ATP-sensitive potassium (KATP) channel activation decreases intraocular pressure in the anterior chamber of the eye.

PURPOSE. ATP-sensitive potassium channel (K(ATP)) openers target key cellular events, many of which have been implicated in glaucoma. The authors sought to determine whether K(ATP) channel openers influence outflow facility in human anterior segment culture and intraocular pressure (IOP) in vivo. METHODS. Anterior segments from human eyes were placed in perfusion organ culture and treated with the K(ATP) channel openers diazoxide, nicorandil, and P1075 or the K(ATP) channel closer glyburide (glibenclamide). The presence, functionality, and specificity of K(ATP) channels were determined by RT-PCR, immunohistochemistry, and inside-out patch clamp in human trabecular meshwork (TM) tissue or primary cultures of normal human trabecular meshwork (NTM) cells. The effect of diazoxide on IOP in anesthetized Brown Norway rats was measured with a rebound tonometer. RESULTS. K(ATP) channel openers increased outflow facility in human anterior segments (0.14 ± 0.02 to 0.26 ± 0.09 μL/min/mm Hg; P < 0.001) compared with fellow control eyes (0.22 ± 0.11 to 0.21 ± 0.11 μL/min/mm Hg; P > 0.5). The effect was reversible, with outflow facility returning to baseline after drug removal. The addition of glyburide inhibited diazoxide from increasing outflow facility.
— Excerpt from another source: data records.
use crate::config::CredentialEntry;
use crate::credentials::CredentialDescriptor;
use crate::FleetError;
use std::path::PathBuf;

/// Supplies the credential list a scheduler is constructed with
///
/// The list is read once, at scheduler construction.
pub trait CredentialSource {
    fn list(&self) -> Result<Vec<CredentialDescriptor>, FleetError>;
}

/// Credentials declared as `[[credential]]` tables in the config file
pub struct ConfigCredentialSource {
    entries: Vec<CredentialEntry>,
}

impl ConfigCredentialSource {
    pub fn new(entries: Vec<CredentialEntry>) -> Self {
        Self { entries }
    }
}

impl CredentialSource for ConfigCredentialSource {
    fn list(&self) -> Result<Vec<CredentialDescriptor>, FleetError> {
        self.entries
            .iter()
            .map(|entry| {
                let token = match (&entry.token, &entry.token_env) {
                    (Some(token), _) => token.clone(),
                    (None, Some(var)) => std::env::var(var).map_err(|_| {
                        FleetError::Credential(format!(
                            "environment variable {} for credential '{}' is not set",
                            var, entry.id
                        ))
                    })?,
                    (None, None) => {
                        return Err(FleetError::Credential(format!(
                            "credential '{}' has no token",
                            entry.id
                        )))
                    }
                };

                Ok(CredentialDescriptor {
                    id: entry.id.clone(),
                    token,
                    route: entry.route.clone(),
                    identity: entry.identity.clone(),
                })
            })
            .collect()
    }
}

/// Credentials stored as a JSON array of descriptor objects
pub struct JsonFileCredentialSource {
    path: PathBuf,
}

impl JsonFileCredentialSource {
    pub fn new(path: impl Into<PathBuf>) -> Self {
        Self { path: path.into() }
    }
}

impl CredentialSource for JsonFileCredentialSource {
    fn list(&self) -> Result<Vec<CredentialDescriptor>, FleetError> {
        let content = std::fs::read_to_string(&self.path)?;
        let descriptors: Vec<CredentialDescriptor> = serde_json::from_str(&content)?;
        tracing::debug!(
            "Loaded {} credentials from {}",
            descriptors.len(),
            self.path.display()
        );
        Ok(descriptors)
    }
}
Electrophysiology confirmed the presence and specificity of functional K(ATP) channels. K(ATP) channel subunits K(ir)6.1, K(ir)6.2, SUR2A, and SUR2B were expressed in TM and NTM cells. In vivo, diazoxide significantly lowered IOP in Brown Norway rats. CONCLUSIONS. Functional K(ATP) channels are present in the trabecular meshwork. When activated by K(ATP) channel openers, these channels increase outflow facility through the trabecular outflow pathway in human anterior segment organ culture and decrease IOP in Brown Norway rat eyes.